Stored data:
########

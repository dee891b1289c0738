//! The storage trait every priority store backend implements.

use std::sync::Arc;

use async_trait::async_trait;
use ordinal_core::{Item, ItemDraft, ItemKey, ItemUpdate, Priority};

use crate::error::StorageError;
use crate::types::PageRequest;

/// Durable record of truth for items and their ranks.
///
/// Implementations own rank assignment: `insert` gives the new item
/// `max(priority) + 1` and `reprioritize` keeps ranks dense and unique. Both
/// must run as one atomic unit holding the matching [`RankLock`]; dropping an
/// in-flight call must leave no partial shift behind.
///
/// [`RankLock`]: crate::RankLock
#[async_trait]
pub trait PriorityStore: Send + Sync {
    /// Reads one item by address.
    ///
    /// Returns `None` if no row matches. Soft-deleted items are returned.
    async fn fetch_one(&self, key: ItemKey) -> Result<Option<Item>, StorageError>;

    /// Reads a page of items ordered by ascending priority, removed items included.
    async fn fetch_page(&self, page: PageRequest) -> Result<Vec<Item>, StorageError>;

    /// Inserts a new item at the end of the order.
    ///
    /// # Errors
    ///
    /// Returns `StorageError::InvalidItem` if the draft has an empty name.
    async fn insert(&self, draft: &ItemDraft) -> Result<Item, StorageError>;

    /// Replaces name and description of the addressed item.
    ///
    /// # Errors
    ///
    /// Returns `StorageError::NotFound` if no row matches `(id, scope)`.
    async fn update(&self, update: &ItemUpdate) -> Result<(), StorageError>;

    /// Flags the addressed item as removed. Its rank is left untouched.
    ///
    /// # Errors
    ///
    /// Returns `StorageError::NotFound` if no row matches `(id, scope)`.
    async fn soft_delete(&self, key: ItemKey) -> Result<(), StorageError>;

    /// Moves the addressed item to `new_priority`, shifting the rows in between.
    ///
    /// Returns every row whose rank changed, target included, ordered by
    /// ascending priority. Returns an empty vector when the item already holds
    /// `new_priority`.
    ///
    /// # Errors
    ///
    /// Returns `StorageError::NotFound` if the target does not exist and
    /// `StorageError::InvalidItem` if `new_priority` is outside `1..=max`.
    async fn reprioritize(
        &self,
        key: ItemKey,
        new_priority: Priority,
    ) -> Result<Vec<Item>, StorageError>;

    /// Number of items in the store, removed included.
    async fn count_all(&self) -> Result<i64, StorageError>;

    /// Number of removed items in the store.
    async fn count_removed(&self) -> Result<i64, StorageError>;

    /// Returns the name of this storage backend for logging/debugging.
    fn backend_name(&self) -> &'static str;
}

#[async_trait]
impl<S: PriorityStore + ?Sized> PriorityStore for Arc<S> {
    async fn fetch_one(&self, key: ItemKey) -> Result<Option<Item>, StorageError> {
        (**self).fetch_one(key).await
    }

    async fn fetch_page(&self, page: PageRequest) -> Result<Vec<Item>, StorageError> {
        (**self).fetch_page(page).await
    }

    async fn insert(&self, draft: &ItemDraft) -> Result<Item, StorageError> {
        (**self).insert(draft).await
    }

    async fn update(&self, update: &ItemUpdate) -> Result<(), StorageError> {
        (**self).update(update).await
    }

    async fn soft_delete(&self, key: ItemKey) -> Result<(), StorageError> {
        (**self).soft_delete(key).await
    }

    async fn reprioritize(
        &self,
        key: ItemKey,
        new_priority: Priority,
    ) -> Result<Vec<Item>, StorageError> {
        (**self).reprioritize(key, new_priority).await
    }

    async fn count_all(&self) -> Result<i64, StorageError> {
        (**self).count_all().await
    }

    async fn count_removed(&self) -> Result<i64, StorageError> {
        (**self).count_removed().await
    }

    fn backend_name(&self) -> &'static str {
        (**self).backend_name()
    }
}
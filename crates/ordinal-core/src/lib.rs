//! Core domain types for Ordinal.
//!
//! An [`Item`] carries a globally unique, dense `priority`. Every other crate
//! in the workspace speaks in these types; the serialized form of [`Item`] is
//! the wire shape shared by the HTTP layer, the cache and the analytics sink.

pub mod error;
pub mod item;
pub mod time;

pub use error::{CoreError, Result};
pub use item::{Item, ItemDraft, ItemId, ItemKey, ItemUpdate, Priority, ScopeId, validate_name};
pub use time::now_utc;
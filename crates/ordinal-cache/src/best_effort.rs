//! The boundary where cache failures stop.

use std::sync::Arc;
use std::time::Duration;

use ordinal_core::{Item, ItemKey};
use tracing::{debug, warn};

use crate::backend::ItemCache;
use crate::key::CacheKey;
use crate::metrics;

/// Wraps any [`ItemCache`] so that no cache error can reach the caller.
///
/// `get` turns an error into a miss; `set` and `invalidate` log and move on.
/// Every call is awaited, so an invalidation has finished by the time it
/// returns.
#[derive(Clone)]
pub struct BestEffortCache {
    inner: Arc<dyn ItemCache>,
}

impl BestEffortCache {
    pub fn new(inner: Arc<dyn ItemCache>) -> Self {
        Self { inner }
    }

    pub fn mode(&self) -> &'static str {
        self.inner.mode()
    }

    pub async fn get(&self, key: ItemKey) -> Option<Item> {
        let cache_key = CacheKey::item(key);
        let mode = self.inner.mode();
        match self.inner.get(&cache_key).await {
            Ok(Some(item)) => {
                debug!(key = %cache_key, mode, "cache hit");
                metrics::record_cache_hit(mode);
                Some(item)
            }
            Ok(None) => {
                debug!(key = %cache_key, mode, "cache miss");
                metrics::record_cache_miss(mode);
                None
            }
            Err(error) => {
                warn!(key = %cache_key, mode, %error, "cache read failed, treating as miss");
                metrics::record_cache_error(mode, "get");
                metrics::record_cache_miss(mode);
                None
            }
        }
    }

    pub async fn set(&self, item: &Item, ttl: Duration) {
        let cache_key = CacheKey::item(item.key());
        if let Err(error) = self.inner.set(&cache_key, item, ttl).await {
            let mode = self.inner.mode();
            warn!(key = %cache_key, mode, %error, "cache populate failed");
            metrics::record_cache_error(mode, "set");
        }
    }

    pub async fn invalidate(&self, key: ItemKey) {
        let cache_key = CacheKey::item(key);
        if let Err(error) = self.inner.delete(&cache_key).await {
            let mode = self.inner.mode();
            warn!(key = %cache_key, mode, %error, "cache invalidation failed");
            metrics::record_cache_error(mode, "delete");
        }
    }
}
use async_trait::async_trait;
use ordinal_core::Item;
use tracing::debug;

use super::EventSink;
use crate::error::PublishError;

/// Writes events to the log. Used when no broker is configured.
#[derive(Debug, Default, Clone, Copy)]
pub struct LogSink;

#[async_trait]
impl EventSink for LogSink {
    async fn publish(&self, item: &Item) -> Result<(), PublishError> {
        debug!(
            item.id = item.id,
            item.scope = item.scope,
            priority = item.priority,
            removed = item.removed,
            "item event"
        );
        Ok(())
    }

    fn name(&self) -> &'static str {
        "log"
    }
}
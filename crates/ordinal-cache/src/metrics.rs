//! Cache counters.

use metrics::{counter, gauge};

/// Metric names as constants for consistency.
pub mod names {
    pub const CACHE_HITS_TOTAL: &str = "cache_hits_total";
    pub const CACHE_MISSES_TOTAL: &str = "cache_misses_total";
    pub const CACHE_ERRORS_TOTAL: &str = "cache_errors_total";
    pub const CACHE_ENTRIES: &str = "cache_entries";
}

pub fn record_cache_hit(mode: &'static str) {
    counter!(names::CACHE_HITS_TOTAL, "mode" => mode).increment(1);
}

pub fn record_cache_miss(mode: &'static str) {
    counter!(names::CACHE_MISSES_TOTAL, "mode" => mode).increment(1);
}

/// `operation` is one of `get`, `set`, `delete`.
pub fn record_cache_error(mode: &'static str, operation: &'static str) {
    counter!(names::CACHE_ERRORS_TOTAL, "mode" => mode, "operation" => operation).increment(1);
}

pub fn set_cache_entries(count: usize) {
    gauge!(names::CACHE_ENTRIES).set(count as f64);
}
//! Relay counters.

use metrics::{counter, gauge};

/// Metric names as constants for consistency.
pub mod names {
    pub const RELAY_ENQUEUED_TOTAL: &str = "relay_enqueued_total";
    pub const RELAY_PUBLISHED_TOTAL: &str = "relay_published_total";
    pub const RELAY_PUBLISH_FAILED_TOTAL: &str = "relay_publish_failed_total";
    pub const RELAY_DROPPED_TOTAL: &str = "relay_dropped_total";
    pub const RELAY_QUEUE_DEPTH: &str = "relay_queue_depth";
}

pub fn record_enqueued(depth: usize) {
    counter!(names::RELAY_ENQUEUED_TOTAL).increment(1);
    gauge!(names::RELAY_QUEUE_DEPTH).set(depth as f64);
}

pub fn record_published(sink: &'static str) {
    counter!(names::RELAY_PUBLISHED_TOTAL, "sink" => sink).increment(1);
}

pub fn record_publish_failed(sink: &'static str) {
    counter!(names::RELAY_PUBLISH_FAILED_TOTAL, "sink" => sink).increment(1);
}

/// `reason` is `full` or `closed`.
pub fn record_dropped(reason: &'static str) {
    counter!(names::RELAY_DROPPED_TOTAL, "reason" => reason).increment(1);
}
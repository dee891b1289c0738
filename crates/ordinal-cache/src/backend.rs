//! Cache backends: local (DashMap) and shared (Redis).

use std::sync::Arc;
use std::time::{Duration, Instant};

use async_trait::async_trait;
use dashmap::DashMap;
use deadpool_redis::Pool;
use ordinal_core::Item;
use redis::AsyncCommands;

use crate::error::CacheError;
use crate::key::CacheKey;

/// A volatile, keyed copy of items. Never authoritative.
///
/// A miss is `Ok(None)`; an `Err` means the backend could not answer.
#[async_trait]
pub trait ItemCache: Send + Sync {
    async fn get(&self, key: &CacheKey) -> Result<Option<Item>, CacheError>;

    async fn set(&self, key: &CacheKey, item: &Item, ttl: Duration) -> Result<(), CacheError>;

    async fn delete(&self, key: &CacheKey) -> Result<(), CacheError>;

    /// Backend name used as a log and metric label.
    fn mode(&self) -> &'static str;
}

/// A cached entry with TTL support.
#[derive(Clone, Debug)]
pub struct CachedEntry {
    pub item: Arc<Item>,
    pub cached_at: Instant,
    pub ttl: Duration,
}

impl CachedEntry {
    pub fn new(item: Item, ttl: Duration) -> Self {
        Self {
            item: Arc::new(item),
            cached_at: Instant::now(),
            ttl,
        }
    }

    pub fn is_expired(&self) -> bool {
        self.cached_at.elapsed() > self.ttl
    }
}

/// Single-instance cache backed by a DashMap.
#[derive(Clone, Default)]
pub struct LocalCache {
    entries: Arc<DashMap<String, CachedEntry>>,
}

impl LocalCache {
    pub fn new() -> Self {
        Self::default()
    }

    /// Entries currently held, expired ones included until next read.
    pub fn len(&self) -> usize {
        self.entries.len()
    }

    pub fn is_empty(&self) -> bool {
        self.entries.is_empty()
    }
}

#[async_trait]
impl ItemCache for LocalCache {
    async fn get(&self, key: &CacheKey) -> Result<Option<Item>, CacheError> {
        let Some(entry) = self.entries.get(key.as_str()) else {
            return Ok(None);
        };
        if entry.is_expired() {
            drop(entry);
            self.entries.remove(key.as_str());
            return Ok(None);
        }
        Ok(Some(Item::clone(&entry.item)))
    }

    async fn set(&self, key: &CacheKey, item: &Item, ttl: Duration) -> Result<(), CacheError> {
        self.entries
            .insert(key.as_str().to_string(), CachedEntry::new(item.clone(), ttl));
        crate::metrics::set_cache_entries(self.entries.len());
        Ok(())
    }

    async fn delete(&self, key: &CacheKey) -> Result<(), CacheError> {
        self.entries.remove(key.as_str());
        Ok(())
    }

    fn mode(&self) -> &'static str {
        "local"
    }
}

/// Shared cache in Redis. Values are the item wire JSON.
#[derive(Clone)]
pub struct RedisCache {
    pool: Pool,
}

impl RedisCache {
    pub fn new(pool: Pool) -> Self {
        Self { pool }
    }
}

#[async_trait]
impl ItemCache for RedisCache {
    async fn get(&self, key: &CacheKey) -> Result<Option<Item>, CacheError> {
        let mut conn = self.pool.get().await?;
        let raw: Option<String> = conn.get(key.as_str()).await?;
        raw.map(|json| serde_json::from_str(&json))
            .transpose()
            .map_err(CacheError::from)
    }

    async fn set(&self, key: &CacheKey, item: &Item, ttl: Duration) -> Result<(), CacheError> {
        let json = serde_json::to_string(item)?;
        // EX must be at least one second.
        let ttl_secs = ttl.as_secs().max(1);
        let mut conn = self.pool.get().await?;
        conn.set_ex::<_, _, ()>(key.as_str(), json, ttl_secs).await?;
        tracing::debug!(key = %key, ttl_secs, "cache set (redis)");
        Ok(())
    }

    async fn delete(&self, key: &CacheKey) -> Result<(), CacheError> {
        let mut conn = self.pool.get().await?;
        conn.del::<_, ()>(key.as_str()).await?;
        tracing::debug!(key = %key, "cache invalidated (redis)");
        Ok(())
    }

    fn mode(&self) -> &'static str {
        "redis"
    }
}
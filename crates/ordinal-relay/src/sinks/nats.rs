use std::time::Duration;

use async_nats::{Client, ConnectOptions};
use async_trait::async_trait;
use bytes::Bytes;
use ordinal_core::Item;
use tracing::{debug, info};

use super::{EventSink, encode};
use crate::error::PublishError;

const DEFAULT_PING_INTERVAL: Duration = Duration::from_secs(120);

/// Publishes each item as JSON on a NATS subject.
#[derive(Clone)]
pub struct NatsSink {
    client: Client,
    subject: String,
}

impl NatsSink {
    /// Connects to NATS. Fails fast if the server is unreachable; reconnection
    /// after a successful first connect is handled by the client.
    pub async fn connect(
        url: &str,
        subject: impl Into<String>,
        timeout: Duration,
    ) -> Result<Self, PublishError> {
        info!(url, "Connecting to NATS");

        let client = ConnectOptions::new()
            .name("ordinal-relay")
            .ping_interval(DEFAULT_PING_INTERVAL)
            .connection_timeout(timeout)
            .connect(url)
            .await
            .map_err(|e| PublishError::Connection(format!("Failed to connect: {e}")))?;

        info!(url, "Connected to NATS");
        Ok(Self::new(client, subject))
    }

    pub fn new(client: Client, subject: impl Into<String>) -> Self {
        Self {
            client,
            subject: subject.into(),
        }
    }
}

#[async_trait]
impl EventSink for NatsSink {
    async fn publish(&self, item: &Item) -> Result<(), PublishError> {
        let payload = Bytes::from(encode(item)?);
        self.client
            .publish(self.subject.clone(), payload)
            .await
            .map_err(|e| PublishError::Publish(e.to_string()))?;

        debug!(item.id = item.id, subject = %self.subject, "published item to NATS");
        Ok(())
    }

    fn name(&self) -> &'static str {
        "nats"
    }
}
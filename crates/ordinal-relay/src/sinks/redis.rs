use async_trait::async_trait;
use deadpool_redis::Pool;
use ordinal_core::Item;
use redis::AsyncCommands;
use tracing::debug;

use super::{EventSink, encode};
use crate::error::PublishError;

/// Default Redis channel for item events.
pub const DEFAULT_CHANNEL: &str = "ordinal:items";

/// Publishes each item as JSON on a Redis pub/sub channel.
#[derive(Clone)]
pub struct RedisSink {
    pool: Pool,
    channel: String,
}

impl RedisSink {
    pub fn new(pool: Pool, channel: impl Into<String>) -> Self {
        Self {
            pool,
            channel: channel.into(),
        }
    }
}

#[async_trait]
impl EventSink for RedisSink {
    async fn publish(&self, item: &Item) -> Result<(), PublishError> {
        let mut conn = self
            .pool
            .get()
            .await
            .map_err(|e| PublishError::Connection(format!("Redis pool error: {e}")))?;

        let message = encode(item)?;
        conn.publish::<_, _, ()>(&self.channel, message)
            .await
            .map_err(|e| PublishError::Publish(format!("Redis publish error: {e}")))?;

        debug!(item.id = item.id, channel = %self.channel, "published item to Redis");
        Ok(())
    }

    fn name(&self) -> &'static str {
        "redis"
    }
}
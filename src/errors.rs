// Copyright (c) 2025 Erick Bourgeois, firestoned
// SPDX-License-Identifier: MIT

//! Error types for the Unbound webhook.
//!
//! This module provides specialized error types for:
//! - Translating endpoints into Unbound host overrides
//! - OPNsense HTTP API calls (transport, status, decoding, rejected requests)
//! - Applying an external-dns change set, with the failing phase attached
//!
//! Remote failures are never retried or swallowed; they surface to external-dns,
//! which re-runs the reconciliation on its own schedule.

use reqwest::StatusCode;
use thiserror::Error;

/// Errors converting an endpoint into the host-override model.
#[derive(Error, Debug, Clone, PartialEq, Eq)]
pub enum RecordError {
    /// Unbound stores exactly one target per host override
    ///
    /// Returned for endpoints with no targets or with several targets, instead of
    /// silently keeping only one of them.
    ///
    /// The error aborts the change set at that create, so the final reconfigure
    /// is skipped. Deletes and creates performed earlier in the same cycle stay
    /// in the store but are not served until a later cycle reconfigures
    /// Unbound. As long as the desired state keeps a multi-target endpoint,
    /// every cycle fails at the same point.
    #[error("Endpoint '{dns_name}' has {count} targets; Unbound host overrides hold exactly one")]
    UnsupportedTargets {
        /// The endpoint name
        dns_name: String,
        /// Number of targets carried by the endpoint
        count: usize,
    },

    /// The name has no domain part to file the host override under
    #[error("Endpoint '{dns_name}' has no domain part")]
    MissingDomain {
        /// The endpoint name
        dns_name: String,
    },
}

/// Errors returned by OPNsense API calls.
#[derive(Error, Debug)]
pub enum ClientError {
    /// The request never produced an HTTP response (connection, TLS, timeout)
    #[error("HTTP request to {url} failed: {source}")]
    Transport {
        /// Request URL
        url: String,
        #[source]
        source: reqwest::Error,
    },

    /// OPNsense answered with a non-success status
    #[error("OPNsense API returned HTTP {status} for {url}: {body}")]
    Status {
        /// Request URL
        url: String,
        /// HTTP status code
        status: StatusCode,
        /// Response body, for diagnostics
        body: String,
    },

    /// The response body was not the JSON shape expected
    #[error("Failed to decode OPNsense response from {url}: {source}")]
    Decode {
        /// Request URL
        url: String,
        #[source]
        source: serde_json::Error,
    },

    /// OPNsense accepted the request but reported a failed result
    #[error("OPNsense rejected {operation}: {detail}")]
    Rejected {
        /// Operation name, e.g. `addHostOverride`
        operation: &'static str,
        /// Result and validation messages returned by OPNsense
        detail: String,
    },

    /// The endpoint cannot be represented as a host override
    #[error(transparent)]
    InvalidRecord(#[from] RecordError),

    /// The configured API base URL could not be used to build a request URL
    #[error("Invalid OPNsense URL '{url}': {source}")]
    InvalidUrl {
        /// The offending URL or path
        url: String,
        #[source]
        source: url::ParseError,
    },
}

impl ClientError {
    /// HTTP status returned by OPNsense, when the failure carried one.
    #[must_use]
    pub const fn status(&self) -> Option<StatusCode> {
        match self {
            Self::Status { status, .. } => Some(*status),
            _ => None,
        }
    }
}

/// Errors applying a change set.
///
/// The variant names the phase that failed. Mutations performed before the
/// failure are not rolled back.
#[derive(Error, Debug)]
pub enum ApplyError {
    /// Deleting a stale record failed; no creations were attempted
    #[error("Failed to delete {record_type} record '{dns_name}'")]
    Delete {
        /// Endpoint name
        dns_name: String,
        /// Endpoint record type
        record_type: String,
        #[source]
        source: ClientError,
    },

    /// Creating a record failed; remaining creations were skipped
    #[error("Failed to create {record_type} record '{dns_name}'")]
    Create {
        /// Endpoint name
        dns_name: String,
        /// Endpoint record type (after the CNAME rewrite)
        record_type: String,
        #[source]
        source: ClientError,
    },

    /// Every mutation succeeded but Unbound was not reconfigured to serve them
    #[error("Host overrides updated but Unbound reconfigure failed")]
    Reconfigure {
        #[source]
        source: ClientError,
    },
}

impl ApplyError {
    /// `true` when only the final reconfigure step failed.
    #[must_use]
    pub const fn is_reconfigure(&self) -> bool {
        matches!(self, Self::Reconfigure { .. })
    }

    /// The remote failure behind this error.
    #[must_use]
    pub const fn client_error(&self) -> &ClientError {
        match self {
            Self::Delete { source, .. }
            | Self::Create { source, .. }
            | Self::Reconfigure { source } => source,
        }
    }
}

#[cfg(test)]
#[path = "errors_tests.rs"]
mod errors_tests;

########

• YOUR INSTRUCTIONS: Would you please return all lines of the data that include the word "ordered"?

• RESULT:
    /// Reads a page of items ordered by ascending priority, removed items included.
    /// Returns every row whose rank changed, target included, ordered by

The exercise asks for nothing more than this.